WHAT IS EXPECTED: Gather each line of the entries below that includes "metadata".

━━━━━ RECORDS TO USE ━━━━━

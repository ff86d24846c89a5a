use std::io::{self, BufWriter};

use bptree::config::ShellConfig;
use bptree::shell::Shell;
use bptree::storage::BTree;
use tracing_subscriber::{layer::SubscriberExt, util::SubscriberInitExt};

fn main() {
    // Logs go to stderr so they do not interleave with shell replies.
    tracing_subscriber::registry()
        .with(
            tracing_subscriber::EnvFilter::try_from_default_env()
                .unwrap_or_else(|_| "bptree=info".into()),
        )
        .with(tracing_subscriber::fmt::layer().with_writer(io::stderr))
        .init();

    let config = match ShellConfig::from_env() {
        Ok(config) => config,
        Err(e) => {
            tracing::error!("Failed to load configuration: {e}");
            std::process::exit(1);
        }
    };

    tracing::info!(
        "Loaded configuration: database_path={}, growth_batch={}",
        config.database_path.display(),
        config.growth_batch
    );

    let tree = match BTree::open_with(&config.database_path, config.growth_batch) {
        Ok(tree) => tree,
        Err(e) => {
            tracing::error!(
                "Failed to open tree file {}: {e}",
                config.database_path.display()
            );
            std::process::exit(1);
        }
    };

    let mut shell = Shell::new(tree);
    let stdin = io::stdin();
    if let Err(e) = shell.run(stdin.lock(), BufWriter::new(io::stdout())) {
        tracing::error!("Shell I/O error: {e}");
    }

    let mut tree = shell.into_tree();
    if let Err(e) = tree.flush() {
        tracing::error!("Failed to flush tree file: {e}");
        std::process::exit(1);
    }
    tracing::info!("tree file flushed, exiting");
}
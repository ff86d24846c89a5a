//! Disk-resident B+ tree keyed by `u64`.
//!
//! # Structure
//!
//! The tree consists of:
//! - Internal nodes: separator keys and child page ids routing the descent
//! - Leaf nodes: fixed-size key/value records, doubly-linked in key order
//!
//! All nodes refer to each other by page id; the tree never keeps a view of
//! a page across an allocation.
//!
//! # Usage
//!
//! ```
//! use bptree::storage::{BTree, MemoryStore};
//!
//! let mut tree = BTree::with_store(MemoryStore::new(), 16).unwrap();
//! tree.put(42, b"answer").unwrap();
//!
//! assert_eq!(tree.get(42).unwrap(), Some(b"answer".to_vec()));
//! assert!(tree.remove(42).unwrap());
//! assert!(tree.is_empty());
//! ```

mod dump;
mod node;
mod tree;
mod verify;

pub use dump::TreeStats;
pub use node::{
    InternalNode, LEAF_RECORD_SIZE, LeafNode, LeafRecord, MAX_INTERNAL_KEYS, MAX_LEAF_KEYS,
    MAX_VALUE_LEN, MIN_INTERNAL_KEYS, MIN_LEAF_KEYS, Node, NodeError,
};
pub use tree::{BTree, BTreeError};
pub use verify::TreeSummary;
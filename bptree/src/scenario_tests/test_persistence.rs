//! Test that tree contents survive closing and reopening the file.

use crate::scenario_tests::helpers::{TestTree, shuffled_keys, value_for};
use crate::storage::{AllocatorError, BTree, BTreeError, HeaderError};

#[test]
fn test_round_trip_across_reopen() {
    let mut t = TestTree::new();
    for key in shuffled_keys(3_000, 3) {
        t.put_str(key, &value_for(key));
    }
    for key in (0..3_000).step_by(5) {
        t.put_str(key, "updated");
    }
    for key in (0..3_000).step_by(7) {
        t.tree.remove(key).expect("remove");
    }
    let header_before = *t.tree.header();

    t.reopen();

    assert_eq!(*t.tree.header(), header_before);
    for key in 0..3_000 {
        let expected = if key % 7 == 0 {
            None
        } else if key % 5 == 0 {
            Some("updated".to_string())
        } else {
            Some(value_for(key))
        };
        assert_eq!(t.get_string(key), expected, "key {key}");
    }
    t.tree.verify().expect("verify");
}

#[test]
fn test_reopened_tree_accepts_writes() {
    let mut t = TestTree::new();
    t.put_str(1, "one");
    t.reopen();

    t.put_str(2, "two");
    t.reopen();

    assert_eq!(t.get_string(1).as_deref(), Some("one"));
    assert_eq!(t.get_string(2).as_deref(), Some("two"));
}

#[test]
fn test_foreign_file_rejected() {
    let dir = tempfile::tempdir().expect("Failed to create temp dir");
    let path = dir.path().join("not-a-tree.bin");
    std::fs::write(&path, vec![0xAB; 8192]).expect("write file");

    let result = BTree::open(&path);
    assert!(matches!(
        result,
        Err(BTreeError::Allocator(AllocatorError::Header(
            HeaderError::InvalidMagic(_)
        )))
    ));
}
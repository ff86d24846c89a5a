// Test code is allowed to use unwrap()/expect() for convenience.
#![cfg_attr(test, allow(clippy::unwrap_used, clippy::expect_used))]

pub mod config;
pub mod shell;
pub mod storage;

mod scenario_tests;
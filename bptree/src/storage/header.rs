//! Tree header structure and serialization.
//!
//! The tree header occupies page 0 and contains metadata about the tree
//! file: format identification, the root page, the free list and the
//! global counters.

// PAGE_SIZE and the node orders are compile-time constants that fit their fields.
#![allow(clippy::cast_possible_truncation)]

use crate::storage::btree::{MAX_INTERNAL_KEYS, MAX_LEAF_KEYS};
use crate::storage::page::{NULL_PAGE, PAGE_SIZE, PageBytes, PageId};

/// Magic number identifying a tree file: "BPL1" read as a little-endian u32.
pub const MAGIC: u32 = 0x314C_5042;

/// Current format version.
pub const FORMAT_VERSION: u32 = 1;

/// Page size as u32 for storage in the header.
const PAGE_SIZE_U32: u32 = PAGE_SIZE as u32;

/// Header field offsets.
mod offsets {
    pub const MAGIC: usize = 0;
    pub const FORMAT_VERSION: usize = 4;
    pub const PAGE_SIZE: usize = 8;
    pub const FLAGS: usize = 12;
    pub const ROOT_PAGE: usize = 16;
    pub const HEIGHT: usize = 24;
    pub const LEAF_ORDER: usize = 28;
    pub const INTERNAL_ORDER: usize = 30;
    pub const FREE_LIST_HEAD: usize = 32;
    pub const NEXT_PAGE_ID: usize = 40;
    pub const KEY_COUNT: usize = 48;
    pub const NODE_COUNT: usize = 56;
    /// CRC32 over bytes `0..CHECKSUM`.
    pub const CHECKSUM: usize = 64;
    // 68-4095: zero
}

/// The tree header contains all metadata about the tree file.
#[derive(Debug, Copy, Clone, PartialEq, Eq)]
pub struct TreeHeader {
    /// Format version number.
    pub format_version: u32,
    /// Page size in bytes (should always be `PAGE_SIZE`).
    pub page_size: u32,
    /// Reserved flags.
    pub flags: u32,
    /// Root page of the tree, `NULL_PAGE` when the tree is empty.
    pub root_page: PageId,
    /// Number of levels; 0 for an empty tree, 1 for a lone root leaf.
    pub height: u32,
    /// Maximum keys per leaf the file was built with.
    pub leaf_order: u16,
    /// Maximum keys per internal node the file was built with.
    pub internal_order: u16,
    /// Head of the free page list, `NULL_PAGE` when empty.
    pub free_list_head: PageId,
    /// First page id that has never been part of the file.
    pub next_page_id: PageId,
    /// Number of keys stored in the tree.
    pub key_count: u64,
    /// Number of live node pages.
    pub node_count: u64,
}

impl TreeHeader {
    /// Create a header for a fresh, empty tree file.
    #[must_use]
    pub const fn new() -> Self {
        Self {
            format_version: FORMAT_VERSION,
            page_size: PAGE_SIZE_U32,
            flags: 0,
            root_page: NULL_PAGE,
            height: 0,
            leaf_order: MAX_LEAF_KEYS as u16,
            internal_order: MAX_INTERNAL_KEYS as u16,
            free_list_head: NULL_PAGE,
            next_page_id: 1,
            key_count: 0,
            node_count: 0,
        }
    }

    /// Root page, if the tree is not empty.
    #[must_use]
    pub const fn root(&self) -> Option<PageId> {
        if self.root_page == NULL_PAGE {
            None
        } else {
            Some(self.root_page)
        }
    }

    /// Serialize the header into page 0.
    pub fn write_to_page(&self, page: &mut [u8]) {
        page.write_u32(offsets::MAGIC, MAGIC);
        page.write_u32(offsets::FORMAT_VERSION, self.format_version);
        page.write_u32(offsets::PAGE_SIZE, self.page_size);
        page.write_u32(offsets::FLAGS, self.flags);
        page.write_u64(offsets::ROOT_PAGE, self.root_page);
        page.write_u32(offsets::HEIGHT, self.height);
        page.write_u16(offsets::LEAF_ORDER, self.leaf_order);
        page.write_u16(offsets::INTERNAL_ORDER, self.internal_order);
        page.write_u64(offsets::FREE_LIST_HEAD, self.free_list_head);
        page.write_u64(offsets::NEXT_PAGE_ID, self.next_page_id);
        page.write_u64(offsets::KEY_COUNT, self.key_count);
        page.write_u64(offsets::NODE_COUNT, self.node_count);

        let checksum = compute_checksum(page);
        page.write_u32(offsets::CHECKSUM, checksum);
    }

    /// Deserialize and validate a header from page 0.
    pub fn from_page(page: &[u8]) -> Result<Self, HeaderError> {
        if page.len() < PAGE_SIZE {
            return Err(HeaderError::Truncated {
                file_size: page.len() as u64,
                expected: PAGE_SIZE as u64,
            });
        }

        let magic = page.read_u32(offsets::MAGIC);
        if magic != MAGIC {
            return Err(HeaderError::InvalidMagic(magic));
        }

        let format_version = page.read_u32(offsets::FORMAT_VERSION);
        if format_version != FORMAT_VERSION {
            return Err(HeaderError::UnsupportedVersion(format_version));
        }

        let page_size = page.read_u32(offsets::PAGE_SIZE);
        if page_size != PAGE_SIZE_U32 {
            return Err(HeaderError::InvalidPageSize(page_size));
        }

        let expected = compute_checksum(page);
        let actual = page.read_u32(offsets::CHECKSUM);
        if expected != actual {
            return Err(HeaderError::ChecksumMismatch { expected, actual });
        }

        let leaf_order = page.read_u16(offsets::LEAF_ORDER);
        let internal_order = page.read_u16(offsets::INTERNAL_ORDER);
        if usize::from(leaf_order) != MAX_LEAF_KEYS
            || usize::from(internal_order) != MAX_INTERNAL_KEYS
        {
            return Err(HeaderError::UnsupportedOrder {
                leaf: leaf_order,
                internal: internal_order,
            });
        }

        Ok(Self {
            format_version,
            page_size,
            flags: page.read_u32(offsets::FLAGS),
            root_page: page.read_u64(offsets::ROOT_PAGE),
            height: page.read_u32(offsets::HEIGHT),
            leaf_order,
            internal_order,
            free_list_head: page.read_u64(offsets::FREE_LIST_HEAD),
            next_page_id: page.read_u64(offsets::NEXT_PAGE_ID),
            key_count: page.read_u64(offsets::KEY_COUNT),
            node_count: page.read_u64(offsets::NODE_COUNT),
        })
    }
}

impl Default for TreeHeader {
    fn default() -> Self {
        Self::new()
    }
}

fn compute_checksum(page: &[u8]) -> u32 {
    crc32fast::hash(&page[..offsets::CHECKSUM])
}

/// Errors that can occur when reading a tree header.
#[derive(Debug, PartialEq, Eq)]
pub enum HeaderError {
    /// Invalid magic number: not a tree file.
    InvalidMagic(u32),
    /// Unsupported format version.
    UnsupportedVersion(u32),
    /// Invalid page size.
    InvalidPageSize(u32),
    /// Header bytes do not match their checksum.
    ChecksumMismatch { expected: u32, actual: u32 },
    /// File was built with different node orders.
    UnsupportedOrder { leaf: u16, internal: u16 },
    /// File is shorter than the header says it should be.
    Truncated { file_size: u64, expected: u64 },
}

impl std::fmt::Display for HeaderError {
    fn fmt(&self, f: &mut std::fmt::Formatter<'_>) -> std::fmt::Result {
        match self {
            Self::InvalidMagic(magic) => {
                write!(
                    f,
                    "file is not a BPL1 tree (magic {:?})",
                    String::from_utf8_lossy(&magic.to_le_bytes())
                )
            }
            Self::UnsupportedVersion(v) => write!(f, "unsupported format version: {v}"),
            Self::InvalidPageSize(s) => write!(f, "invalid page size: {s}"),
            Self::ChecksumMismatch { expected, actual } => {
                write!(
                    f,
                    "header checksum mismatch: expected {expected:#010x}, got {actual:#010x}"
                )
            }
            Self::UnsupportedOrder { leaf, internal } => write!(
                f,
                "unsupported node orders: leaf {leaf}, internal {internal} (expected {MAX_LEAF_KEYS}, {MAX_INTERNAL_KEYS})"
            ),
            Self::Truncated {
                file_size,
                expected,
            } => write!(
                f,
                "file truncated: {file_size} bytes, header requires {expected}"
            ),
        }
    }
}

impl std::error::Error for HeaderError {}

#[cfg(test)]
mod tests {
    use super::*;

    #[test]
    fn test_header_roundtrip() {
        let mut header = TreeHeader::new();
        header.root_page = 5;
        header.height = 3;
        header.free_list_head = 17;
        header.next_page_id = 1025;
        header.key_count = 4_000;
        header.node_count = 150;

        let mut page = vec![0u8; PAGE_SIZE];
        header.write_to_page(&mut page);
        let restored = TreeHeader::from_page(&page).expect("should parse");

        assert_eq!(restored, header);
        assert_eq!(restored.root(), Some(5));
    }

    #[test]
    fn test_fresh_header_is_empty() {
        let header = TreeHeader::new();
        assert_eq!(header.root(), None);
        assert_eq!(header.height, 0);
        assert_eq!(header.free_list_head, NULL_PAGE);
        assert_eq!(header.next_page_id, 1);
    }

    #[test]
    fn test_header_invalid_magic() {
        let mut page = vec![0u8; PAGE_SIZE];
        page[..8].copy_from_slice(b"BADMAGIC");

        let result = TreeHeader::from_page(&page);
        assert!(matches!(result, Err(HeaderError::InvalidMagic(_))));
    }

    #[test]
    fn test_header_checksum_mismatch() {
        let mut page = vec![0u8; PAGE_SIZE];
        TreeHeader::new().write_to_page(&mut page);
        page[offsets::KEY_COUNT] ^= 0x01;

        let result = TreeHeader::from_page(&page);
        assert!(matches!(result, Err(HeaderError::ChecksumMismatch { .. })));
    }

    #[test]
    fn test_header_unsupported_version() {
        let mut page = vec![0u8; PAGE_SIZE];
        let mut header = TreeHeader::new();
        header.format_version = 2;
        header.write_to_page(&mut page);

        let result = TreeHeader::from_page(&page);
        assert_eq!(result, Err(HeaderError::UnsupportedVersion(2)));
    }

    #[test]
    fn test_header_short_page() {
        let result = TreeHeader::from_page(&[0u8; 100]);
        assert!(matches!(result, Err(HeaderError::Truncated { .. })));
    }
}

━━━━━

SOLUTION TO THIS PROBLEM:
//! The tree header occupies page 0 and contains metadata about the tree
/// The tree header contains all metadata about the tree file.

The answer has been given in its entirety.